This method checks to see whether a Duct instance is currently connected. This is performed by verifying that the remote host and port are still accessible, and then by calling Duct._is_connected, which should be implemented by subclasses.

Returns:Whether this Duct instance is currently connected.
Return type:bool
keys(namespace=None)

Collect a list of all the keys present in the nominated namespaces.

Parameters:namespace (str,None) – The namespace from which to extract all of the keys.
Returns:The keys stored in the cache for the nominated namespace.
Return type:list<str>
namespaces

A list of the namespaces stored in the cache.

Type:list <str,None>
password

Some services require authentication in order to connect to the service, in which case the appropriate password can be specified. If True was provided at instantiation, you will be prompted to type your password at runtime when necessary. If False was provided, then None will be returned. You can specify a different password at runtime using: duct.password = ‘<password>’.

Type:str
port

The local port for the service. If self.remote is not None, the port will be port-forwarded from the remote host. To see the port used on the remote host refer to duct._port. You can change the remote port at runtime using: duct.port = <port>.

Type:int
prepare()

Prepare a Duct subclass for use (if not already prepared).

This method is called before the value of any of the fields referenced in self.connection_fields are retrieved. The fields include, by default: ‘host’, ‘port’, ‘remote’, ‘cache’, ‘username’, and ‘password’. Subclasses may add or subtract from these special fields.

When called, it first checks whether the instance has already been prepared, and if not calls _prepare and then records that the instance has been successfully prepared.

prune(namespaces=None, max_age=None, max_bytes=None, total_bytes=None, total_count=None)

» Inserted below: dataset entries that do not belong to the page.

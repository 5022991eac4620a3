//! The node contract: what the engine requires from a computational unit.
//!
//! The engine never looks inside a node. It wraps each one in a
//! [`NodeContainer`](crate::containers::NodeContainer), asks it about
//! readiness and ports, and relays its lifecycle notifications. What a node
//! actually computes, and how it decides it is executable, is entirely the
//! implementor's business.
//!
//! # The execution handshake
//!
//! An external executor claims ready nodes from the manager, runs them
//! out-of-band, and reports progress back through [`NodeStatus`]
//! notifications:
//!
//! 1. the executor claims a node via
//!    [`get_next_executable_node`](crate::manager::WorkflowManager::get_next_executable_node),
//! 2. it signals [`NodeStatus::StartExecute`] and calls [`Node::execute`],
//! 3. when the node settles it signals [`NodeStatus::EndExecute`], which
//!    triggers readiness re-evaluation of the whole graph.
//!
//! Both `execute` and `cancel_execution` are fire-and-forget: the engine
//! only flips bookkeeping state and relies on the node's goodwill to stop.

use serde::{Deserialize, Serialize};

use crate::error::WorkflowError;
use crate::settings::Settings;
use crate::types::NodeId;

/// A computational unit managed by a workflow scope.
///
/// Implementations must be thread-safe: readiness queries and lifecycle
/// calls may arrive from scheduler and executor threads concurrently, so
/// mutable internals belong behind interior locks.
pub trait Node: Send + Sync {
    /// Human-readable node name used in logs.
    fn name(&self) -> &str;

    /// Whether all inputs this node needs are available right now.
    ///
    /// The scheduler consults this at marking time and again at claim time;
    /// it must be cheap and side-effect free.
    fn is_executable(&self) -> bool;

    /// Whether this node has already produced its results.
    fn is_executed(&self) -> bool;

    /// Number of input ports.
    fn nr_in_ports(&self) -> usize;

    /// Number of output ports.
    fn nr_out_ports(&self) -> usize;

    /// Whether the given in-port carries data (as opposed to a
    /// control/model connection).
    fn is_data_in_port(&self, port: usize) -> bool;

    /// Whether the given out-port carries data.
    fn is_data_out_port(&self, port: usize) -> bool;

    /// Whether the node may be promoted from idle without an explicit
    /// prepare pass. Defaults to `false`.
    fn is_auto_executable(&self) -> bool {
        false
    }

    /// Start computing. Fire-and-forget: implementations return
    /// immediately and report completion through their status listener.
    fn execute(&self);

    /// Ask a queued or running computation to stop. Cooperative only.
    fn cancel_execution(&self);

    /// An in-port of this node has been bound to `source`'s out-port.
    fn connect_in_port(&self, _port: usize, _source: &dyn Node, _source_port: usize) {}

    /// The binding of an in-port has been removed.
    fn disconnect_in_port(&self, _port: usize) {}

    /// The node is being removed from its workflow; release any external
    /// resources.
    fn detach(&self) {}

    /// Persist node-specific settings into the given sub-tree.
    ///
    /// The engine treats the sub-tree as opaque; it must contain whatever a
    /// [`NodeFactory`] needs to rebuild the node.
    fn save_settings(&self, _settings: &mut Settings) {}
}

/// Rebuilds nodes from their persisted settings sub-trees during load.
pub trait NodeFactory: Send + Sync {
    fn create_node(&self, settings: &Settings) -> Result<Box<dyn Node>, WorkflowError>;
}

/// Lifecycle notifications a node (or its executor) reports back into the
/// engine.
#[derive(Clone, Copy, Debug, PartialEq, Eq)]
pub enum NodeStatus {
    /// The node has started computing.
    StartExecute,
    /// The node has finished computing (successfully or not).
    EndExecute,
    /// The node's results have been discarded.
    Reset,
    /// The node's configuration changed.
    Configured,
    /// The node's display placement changed.
    ExtrainfoChanged,
}

/// Observer for per-node status notifications.
///
/// The owning [`WorkflowManager`](crate::manager::WorkflowManager) is always
/// registered as a listener on every container it manages; it translates
/// statuses into state-machine transitions and workflow events.
pub trait NodeStateListener: Send + Sync {
    fn state_changed(&self, status: NodeStatus, node: NodeId);
}

/// Display placement of a node. The engine stores, serializes and offsets
/// it; rendering is someone else's problem.
#[derive(Clone, Copy, Debug, Default, PartialEq, Eq, Serialize, Deserialize)]
pub struct NodeExtraInfo {
    pub x: i32,
    pub y: i32,
}

impl NodeExtraInfo {
    /// Shift the placement by `delta` in both directions, as done when
    /// copied nodes are pasted into a workflow.
    #[must_use]
    pub fn shifted(self, delta: i32) -> Self {
        NodeExtraInfo {
            x: self.x + delta,
            y: self.y + delta,
        }
    }
}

Remove keys from the cache in order to satisfy nominated constraints.

Parameters:
  • namespaces (list<str, None>) – The namespaces to consider for pruning.
  • max_age (None, int, timedelta, relativedelta, date, datetime) – The number of days, a timedelta, or a relativedelta, indicating the maximum age of items in the cache (based on last accessed date). Deltas are expected to be positive.
  • max_bytes (None, int) – The maximum number of bytes for each key, allowing the pruning of larger keys.
  • total_bytes (None, int) – The total number of bytes for the entire cache. Keys will be removed from least recently accessed to most recently accessed until the constraint is satisfied. This constraint will be applied after max_age and max_bytes.
  • total_count (None, int) – The maximum number of items to keep in the cache. Keys will be removed from least recently accessed to most recently accessed until the constraint is satisfied. This constraint will be applied after max_age and max_bytes.
reconnect()

Disconnects, and then reconnects, this client.

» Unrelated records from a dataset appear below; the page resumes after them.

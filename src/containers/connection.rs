//! Directed edges between node ports.

use std::fmt;
use std::sync::{Arc, Weak};

use parking_lot::Mutex;
use serde::{Deserialize, Serialize};

use super::node_container::NodeContainer;
use crate::events::{WorkflowEvent, WorkflowListener};
use crate::settings::{Settings, SettingsError};
use crate::types::{ConnectionId, NodeId};

pub(crate) const KEY_ID: &str = "id";
pub(crate) const KEY_SOURCE_ID: &str = "sourceId";
pub(crate) const KEY_SOURCE_PORT: &str = "sourcePort";
pub(crate) const KEY_TARGET_ID: &str = "targetId";
pub(crate) const KEY_TARGET_PORT: &str = "targetPort";
const KEY_EXTRA_INFO: &str = "extraInfo";

/// Display routing of a connection (bend points). Opaque to the engine.
#[derive(Clone, Debug, Default, PartialEq, Eq, Serialize, Deserialize)]
pub struct ConnectionExtraInfo {
    pub bend_points: Vec<(i32, i32)>,
}

/// One directed edge from an out-port to an in-port.
///
/// Endpoints and ports are fixed at creation; an edge is never rerouted,
/// only removed and recreated. Only the display routing is mutable.
pub struct ConnectionContainer {
    id: ConnectionId,
    source: Arc<NodeContainer>,
    source_port: usize,
    target: Arc<NodeContainer>,
    target_port: usize,
    extra_info: Mutex<Option<ConnectionExtraInfo>>,
    listeners: Mutex<Vec<Weak<dyn WorkflowListener>>>,
}

impl ConnectionContainer {
    pub(crate) fn new(
        id: ConnectionId,
        source: Arc<NodeContainer>,
        source_port: usize,
        target: Arc<NodeContainer>,
        target_port: usize,
    ) -> Self {
        ConnectionContainer {
            id,
            source,
            source_port,
            target,
            target_port,
            extra_info: Mutex::new(None),
            listeners: Mutex::new(Vec::new()),
        }
    }

    #[must_use]
    pub fn id(&self) -> ConnectionId {
        self.id
    }

    #[must_use]
    pub fn source(&self) -> &Arc<NodeContainer> {
        &self.source
    }

    #[must_use]
    pub fn source_port(&self) -> usize {
        self.source_port
    }

    #[must_use]
    pub fn target(&self) -> &Arc<NodeContainer> {
        &self.target
    }

    #[must_use]
    pub fn target_port(&self) -> usize {
        self.target_port
    }

    #[must_use]
    pub fn extra_info(&self) -> Option<ConnectionExtraInfo> {
        self.extra_info.lock().clone()
    }

    /// Update the display routing and notify listeners.
    pub fn set_extra_info(&self, info: Option<ConnectionExtraInfo>) {
        *self.extra_info.lock() = info;
        let event = WorkflowEvent::ConnectionExtrainfoChanged { id: self.id };
        let snapshot: Vec<_> = {
            let mut listeners = self.listeners.lock();
            listeners.retain(|weak| weak.strong_count() > 0);
            listeners.iter().filter_map(Weak::upgrade).collect()
        };
        for listener in snapshot {
            listener.workflow_changed(&event);
        }
    }

    /// Register a listener for extra-info changes. Idempotent.
    pub fn add_listener(&self, listener: Weak<dyn WorkflowListener>) {
        let mut listeners = self.listeners.lock();
        if !listeners.iter().any(|known| Weak::ptr_eq(known, &listener)) {
            listeners.push(listener);
        }
    }

    /// Persist this edge: its id and both endpoints by node id and port.
    pub(crate) fn save(&self, settings: &mut Settings) {
        settings.add_i64(KEY_ID, self.id.index());
        settings.add_i64(KEY_SOURCE_ID, self.source.id().index());
        settings.add_i64(KEY_SOURCE_PORT, self.source_port as i64);
        settings.add_i64(KEY_TARGET_ID, self.target.id().index());
        settings.add_i64(KEY_TARGET_PORT, self.target_port as i64);
        if let Some(info) = self.extra_info() {
            match serde_json::to_value(info) {
                Ok(value) => settings.add_value(KEY_EXTRA_INFO, value),
                Err(err) => {
                    tracing::warn!(connection = %self.id, %err, "could not serialize extra info");
                }
            }
        }
    }

    /// Read the persisted display routing back, if present.
    pub(crate) fn load_extra_info(&self, settings: &Settings) {
        if let Ok(value) = settings.get_value(KEY_EXTRA_INFO) {
            match serde_json::from_value(value.clone()) {
                Ok(info) => *self.extra_info.lock() = Some(info),
                Err(err) => {
                    tracing::warn!(connection = %self.id, %err, "ignoring malformed extra info");
                }
            }
        }
    }

    /// The connection id stored in a persisted connection entry.
    pub fn id_from_settings(settings: &Settings) -> Result<ConnectionId, SettingsError> {
        Ok(ConnectionId::new(settings.get_i64(KEY_ID)?))
    }

    /// Both persisted endpoints as `((source, port), (target, port))`.
    pub fn endpoints_from_settings(
        settings: &Settings,
    ) -> Result<((NodeId, usize), (NodeId, usize)), SettingsError> {
        let port = |key: &str| -> Result<usize, SettingsError> {
            usize::try_from(settings.get_i64(key)?).map_err(|_| SettingsError::TypeMismatch {
                key: key.to_string(),
                expected: "non-negative integer",
            })
        };
        let source = NodeId::new(settings.get_i64(KEY_SOURCE_ID)?);
        let target = NodeId::new(settings.get_i64(KEY_TARGET_ID)?);
        Ok((
            (source, port(KEY_SOURCE_PORT)?),
            (target, port(KEY_TARGET_PORT)?),
        ))
    }
}

impl fmt::Debug for ConnectionContainer {
    fn fmt(&self, f: &mut fmt::Formatter<'_>) -> fmt::Result {
        f.debug_struct("ConnectionContainer")
            .field("id", &self.id)
            .field("source", &self.source.id())
            .field("source_port", &self.source_port)
            .field("target", &self.target.id())
            .field("target_port", &self.target_port)
            .finish_non_exhaustive()
    }
}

Note: This is equivalent to duct.disconnect().connect().

Returns:A reference to this object.
Return type:Duct instance
reset()

Reset this Duct instance to its pre-preparation state.

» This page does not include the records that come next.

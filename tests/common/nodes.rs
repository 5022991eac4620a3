//! Probe nodes for exercising the engine: fully scriptable readiness and
//! instrumented lifecycle calls.

use std::sync::atomic::{AtomicBool, AtomicUsize, Ordering};
use std::sync::{Arc, Mutex};

use trellis::error::WorkflowError;
use trellis::node::{Node, NodeFactory};
use trellis::settings::Settings;

/// Shared handle into a [`ProbeNode`]'s observable state. Tests keep a
/// clone to flip readiness and to assert on lifecycle calls after the node
/// itself has been boxed into the engine.
#[derive(Default)]
pub struct ProbeState {
    pub executable: AtomicBool,
    pub executed: AtomicBool,
    pub execute_calls: AtomicUsize,
    pub cancel_calls: AtomicUsize,
    pub detach_calls: AtomicUsize,
    pub connected_in_ports: Mutex<Vec<usize>>,
    pub disconnected_in_ports: Mutex<Vec<usize>>,
}

impl ProbeState {
    pub fn set_executable(&self, value: bool) {
        self.executable.store(value, Ordering::SeqCst);
    }

    pub fn set_executed(&self, value: bool) {
        self.executed.store(value, Ordering::SeqCst);
    }

    pub fn execute_calls(&self) -> usize {
        self.execute_calls.load(Ordering::SeqCst)
    }

    pub fn cancel_calls(&self) -> usize {
        self.cancel_calls.load(Ordering::SeqCst)
    }

    pub fn detach_calls(&self) -> usize {
        self.detach_calls.load(Ordering::SeqCst)
    }
}

/// A scriptable node: port layout and readiness are whatever the test
/// says, and every lifecycle call is recorded on the shared probe.
pub struct ProbeNode {
    name: String,
    nr_in: usize,
    nr_out: usize,
    model_in: Vec<usize>,
    model_out: Vec<usize>,
    auto: bool,
    state: Arc<ProbeState>,
}

impl ProbeNode {
    pub fn new(name: &str, nr_in: usize, nr_out: usize) -> Self {
        ProbeNode {
            name: name.to_string(),
            nr_in,
            nr_out,
            model_in: Vec::new(),
            model_out: Vec::new(),
            auto: false,
            state: Arc::new(ProbeState::default()),
        }
    }

    /// A node with no inputs that is ready to run immediately.
    pub fn source(name: &str) -> Self {
        let node = ProbeNode::new(name, 0, 1);
        node.state.set_executable(true);
        node
    }

    /// A one-in/one-out node that is not ready until the test says so.
    pub fn stage(name: &str) -> Self {
        ProbeNode::new(name, 1, 1)
    }

    pub fn executable(self, value: bool) -> Self {
        self.state.set_executable(value);
        self
    }

    pub fn executed(self, value: bool) -> Self {
        self.state.set_executed(value);
        self
    }

    pub fn auto_executable(mut self, value: bool) -> Self {
        self.auto = value;
        self
    }

    /// Declare an in-port as a non-data (model) port.
    pub fn model_in_port(mut self, port: usize) -> Self {
        self.model_in.push(port);
        self
    }

    /// Declare an out-port as a non-data (model) port.
    pub fn model_out_port(mut self, port: usize) -> Self {
        self.model_out.push(port);
        self
    }

    pub fn probe(&self) -> Arc<ProbeState> {
        Arc::clone(&self.state)
    }
}

impl Node for ProbeNode {
    fn name(&self) -> &str {
        &self.name
    }

    fn is_executable(&self) -> bool {
        self.state.executable.load(Ordering::SeqCst)
    }

    fn is_executed(&self) -> bool {
        self.state.executed.load(Ordering::SeqCst)
    }

    fn nr_in_ports(&self) -> usize {
        self.nr_in
    }

    fn nr_out_ports(&self) -> usize {
        self.nr_out
    }

    fn is_data_in_port(&self, port: usize) -> bool {
        !self.model_in.contains(&port)
    }

    fn is_data_out_port(&self, port: usize) -> bool {
        !self.model_out.contains(&port)
    }

    fn is_auto_executable(&self) -> bool {
        self.auto
    }

    fn execute(&self) {
        self.state.execute_calls.fetch_add(1, Ordering::SeqCst);
    }

    fn cancel_execution(&self) {
        self.state.cancel_calls.fetch_add(1, Ordering::SeqCst);
    }

    fn connect_in_port(&self, port: usize, _source: &dyn Node, _source_port: usize) {
        self.state.connected_in_ports.lock().unwrap().push(port);
    }

    fn disconnect_in_port(&self, port: usize) {
        self.state.disconnected_in_ports.lock().unwrap().push(port);
    }

    fn detach(&self) {
        self.state.detach_calls.fetch_add(1, Ordering::SeqCst);
    }

    fn save_settings(&self, settings: &mut Settings) {
        settings.add_string("name", &self.name);
        settings.add_i64("inPorts", self.nr_in as i64);
        settings.add_i64("outPorts", self.nr_out as i64);
        settings.add_bool("executable", self.is_executable());
        settings.add_bool("executed", self.is_executed());
    }
}

/// Rebuilds [`ProbeNode`]s from their settings and keeps a probe for every
/// node it created, in creation order.
#[derive(Default)]
pub struct ProbeNodeFactory {
    pub created: Mutex<Vec<Arc<ProbeState>>>,
}

impl NodeFactory for ProbeNodeFactory {
    fn create_node(&self, settings: &Settings) -> Result<Box<dyn Node>, WorkflowError> {
        let name = settings.get_string("name")?;
        let nr_in = settings.get_i64("inPorts")?;
        let nr_out = settings.get_i64("outPorts")?;
        let node = ProbeNode::new(&name, nr_in as usize, nr_out as usize)
            .executable(settings.get_bool("executable").unwrap_or(false))
            .executed(settings.get_bool("executed").unwrap_or(false));
        self.created.lock().unwrap().push(node.probe());
        Ok(Box::new(node))
    }
}
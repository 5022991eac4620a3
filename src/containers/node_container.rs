//! Node wrapper: execution state machine plus derived adjacency.

use std::fmt;
use std::sync::{Arc, Weak};

use parking_lot::Mutex;
use rustc_hash::FxHashSet;

use crate::node::{Node, NodeExtraInfo, NodeStateListener, NodeStatus};
use crate::settings::Settings;
use crate::types::NodeId;

pub(crate) const KEY_ID: &str = "id";
pub(crate) const KEY_CUSTOM_NAME: &str = "customName";
pub(crate) const KEY_EXTRA_INFO: &str = "extraInfo";
pub(crate) const KEY_NODE_SETTINGS: &str = "node";

/// Execution state of a node within the scheduling pool.
#[derive(Clone, Copy, Debug, PartialEq, Eq, Hash)]
pub enum NodeState {
    /// Not scheduled.
    Idle,
    /// Wants to run but upstream data is not yet available.
    WaitingToBeExecutable,
    /// Ready to run, not yet claimed by an executor.
    IsExecutable,
    /// Claimed by an executor, queued for execution.
    WaitingForExecution,
    /// Running.
    CurrentlyExecuting,
}

impl NodeState {
    /// Anything other than [`Idle`](Self::Idle).
    #[must_use]
    pub fn is_active(self) -> bool {
        !matches!(self, NodeState::Idle)
    }

    /// Claimed or running: the states an executor owns.
    #[must_use]
    pub fn is_execution_pending(self) -> bool {
        matches!(
            self,
            NodeState::WaitingForExecution | NodeState::CurrentlyExecuting
        )
    }
}

impl fmt::Display for NodeState {
    fn fmt(&self, f: &mut fmt::Formatter<'_>) -> fmt::Result {
        let name = match self {
            NodeState::Idle => "idle",
            NodeState::WaitingToBeExecutable => "waiting-to-be-executable",
            NodeState::IsExecutable => "executable",
            NodeState::WaitingForExecution => "waiting-for-execution",
            NodeState::CurrentlyExecuting => "executing",
        };
        f.write_str(name)
    }
}

struct Inner {
    state: NodeState,
    custom_name: String,
    extra_info: Option<NodeExtraInfo>,
    /// At most one upstream neighbor per in-port.
    predecessors: Vec<Option<Weak<NodeContainer>>>,
    /// Any number of downstream neighbors per out-port.
    successors: Vec<Vec<Weak<NodeContainer>>>,
}

/// Wraps one [`Node`] with its scheduling state, display name and the
/// per-port adjacency derived from the connection set.
///
/// Adjacency holds weak references: containers own nothing but their node,
/// and the owning manager's maps keep neighbors alive.
pub struct NodeContainer {
    id: NodeId,
    node: Box<dyn Node>,
    inner: Mutex<Inner>,
    listeners: Mutex<Vec<Weak<dyn NodeStateListener>>>,
}

impl NodeContainer {
    pub(crate) fn new(id: NodeId, node: Box<dyn Node>) -> Self {
        let nr_in = node.nr_in_ports();
        let nr_out = node.nr_out_ports();
        NodeContainer {
            id,
            node,
            inner: Mutex::new(Inner {
                state: NodeState::Idle,
                custom_name: format!("Node {}", id.index() + 1),
                extra_info: None,
                predecessors: (0..nr_in).map(|_| None).collect(),
                successors: (0..nr_out).map(|_| Vec::new()).collect(),
            }),
            listeners: Mutex::new(Vec::new()),
        }
    }

    #[must_use]
    pub fn id(&self) -> NodeId {
        self.id
    }

    /// The wrapped computational unit.
    #[must_use]
    pub fn node(&self) -> &dyn Node {
        self.node.as_ref()
    }

    #[must_use]
    pub fn state(&self) -> NodeState {
        self.inner.lock().state
    }

    pub(crate) fn set_state(&self, state: NodeState) {
        self.inner.lock().state = state;
    }

    #[must_use]
    pub fn custom_name(&self) -> String {
        self.inner.lock().custom_name.clone()
    }

    pub fn set_custom_name(&self, name: impl Into<String>) {
        self.inner.lock().custom_name = name.into();
    }

    /// Whether this container still carries the label assigned at creation
    /// time (`"Node <id+1>"`).
    #[must_use]
    pub fn has_default_name(&self) -> bool {
        self.inner.lock().custom_name == format!("Node {}", self.id.index() + 1)
    }

    /// Display label plus id, for logs.
    #[must_use]
    pub fn name_with_id(&self) -> String {
        format!("{} (#{})", self.custom_name(), self.id)
    }

    #[must_use]
    pub fn extra_info(&self) -> Option<NodeExtraInfo> {
        self.inner.lock().extra_info
    }

    /// Update the display placement and notify state listeners.
    pub fn set_extra_info(&self, info: Option<NodeExtraInfo>) {
        self.inner.lock().extra_info = info;
        self.notify_state_changed(NodeStatus::ExtrainfoChanged);
    }

    /// Register a status observer. Registration is idempotent.
    pub fn add_listener(&self, listener: Weak<dyn NodeStateListener>) {
        let mut listeners = self.listeners.lock();
        if !listeners.iter().any(|known| Weak::ptr_eq(known, &listener)) {
            listeners.push(listener);
        }
    }

    pub(crate) fn clear_listeners(&self) {
        self.listeners.lock().clear();
    }

    /// Report a node lifecycle notification to all registered listeners.
    ///
    /// This is the ingress point for the execution handshake: executors (or
    /// nodes themselves) call it with [`NodeStatus::StartExecute`] and
    /// [`NodeStatus::EndExecute`], and the owning manager reacts by driving
    /// the state machine. Dead listeners are pruned on the way.
    pub fn notify_state_changed(&self, status: NodeStatus) {
        let snapshot: Vec<_> = {
            let mut listeners = self.listeners.lock();
            listeners.retain(|weak| weak.strong_count() > 0);
            listeners.iter().filter_map(Weak::upgrade).collect()
        };
        for listener in snapshot {
            listener.state_changed(status, self.id);
        }
    }

    /// Upstream neighbor per in-port, `None` where the port is unconnected.
    #[must_use]
    pub fn predecessors(&self) -> Vec<Option<Arc<NodeContainer>>> {
        self.inner
            .lock()
            .predecessors
            .iter()
            .map(|slot| slot.as_ref().and_then(Weak::upgrade))
            .collect()
    }

    /// Downstream neighbors per out-port.
    #[must_use]
    pub fn successors(&self) -> Vec<Vec<Arc<NodeContainer>>> {
        self.inner
            .lock()
            .successors
            .iter()
            .map(|port| port.iter().filter_map(Weak::upgrade).collect())
            .collect()
    }

    pub(crate) fn set_incoming(&self, port: usize, source: &Arc<NodeContainer>) {
        self.inner.lock().predecessors[port] = Some(Arc::downgrade(source));
    }

    pub(crate) fn clear_incoming(&self, port: usize) {
        self.inner.lock().predecessors[port] = None;
    }

    pub(crate) fn add_outgoing(&self, port: usize, target: &Arc<NodeContainer>) {
        self.inner.lock().successors[port].push(Arc::downgrade(target));
    }

    pub(crate) fn remove_outgoing(&self, port: usize, target: &Arc<NodeContainer>) {
        self.inner.lock().successors[port]
            .retain(|weak| !weak.upgrade().is_some_and(|nc| Arc::ptr_eq(&nc, target)));
    }

    /// Whether `other` is reachable from this container via successor
    /// edges. A container is considered to follow itself, so probing a
    /// self-loop returns `true`.
    ///
    /// Used as the cycle check before adding a connection: an edge
    /// `source -> target` is legal only if `target.is_followed_by(source)`
    /// is `false`. Traversal is an explicit worklist with a visited set.
    #[must_use]
    pub fn is_followed_by(self: &Arc<Self>, other: &Arc<NodeContainer>) -> bool {
        let mut visited: FxHashSet<usize> = FxHashSet::default();
        let mut stack = vec![Arc::clone(self)];
        while let Some(current) = stack.pop() {
            if !visited.insert(Arc::as_ptr(&current) as usize) {
                continue;
            }
            if Arc::ptr_eq(&current, other) {
                return true;
            }
            for port in current.successors() {
                stack.extend(port);
            }
        }
        false
    }

    /// Persist this container (identity, label, placement, node settings).
    pub(crate) fn save(&self, settings: &mut Settings) {
        settings.add_i64(KEY_ID, self.id.index());
        settings.add_string(KEY_CUSTOM_NAME, self.custom_name());
        if let Some(info) = self.extra_info() {
            match serde_json::to_value(info) {
                Ok(value) => settings.add_value(KEY_EXTRA_INFO, value),
                Err(err) => {
                    tracing::warn!(node = %self.id, %err, "could not serialize extra info");
                }
            }
        }
        let mut node_settings = Settings::new();
        self.node.save_settings(&mut node_settings);
        settings.set_config(KEY_NODE_SETTINGS, node_settings);
    }
}

impl fmt::Debug for NodeContainer {
    fn fmt(&self, f: &mut fmt::Formatter<'_>) -> fmt::Result {
        f.debug_struct("NodeContainer")
            .field("id", &self.id)
            .field("state", &self.state())
            .field("custom_name", &self.custom_name())
            .finish_non_exhaustive()
    }
}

This method disconnects from the service, resets any temporary authentication and restores the values of the attributes listed in prepared_fields to their values as of when Duct.prepare was called.

Returns:A reference to this object.
Return type:Duct instance
set(key, value, namespace=None, serializer=None, metadata=None)

Set the value of a key.

Parameters:
  • key (str) – The key for which value should be stored.
  • value (object) – The value to be stored.
  • namespace (str, None) – The namespace to be used.
  • serializer (Serializer) – The Serializer subclass to use for the serialisation of value into the cache. (default=PickleSerializer)
  • metadata (dict, None) – Additional metadata to be stored with the value in the cache. Values must be serializable via yaml.safe_dump.
set_metadata(key, metadata, namespace=None, replace=False)

Set the metadata associated with a stored key, creating the key if it is missing.

Parameters:
  • key (str) – The key for which value should be stored.
  • metadata (dict, None) – Additional/override metadata to be stored for key in the cache. Values must be serializable via yaml.safe_dump.
  • namespace (str, None) – The namespace to be used.
  • replace (bool) – Whether the provided metadata should entirely replace any existing metadata, or just update it. (default=False)
unset(key, namespace=None)

Remove the nominated key from the cache.

Parameters:
  • key (str) – The key which should be unset.
  • namespace (str, None) – The namespace to be used.
unset_namespace(namespace=None)

Remove an entire namespace from the cache.

Parameters:namespace (str, None) – The namespace to be removed.
username

Some services require authentication in order to connect to the service, in which case the appropriate username can be specified. If not specified at instantiation, your local login name will be used. If True was provided, you will be prompted to type your username at runtime as necessary. If False was provided, then None will be returned. You can specify a different username at runtime using: duct.username = ‘<username>’.

Type:str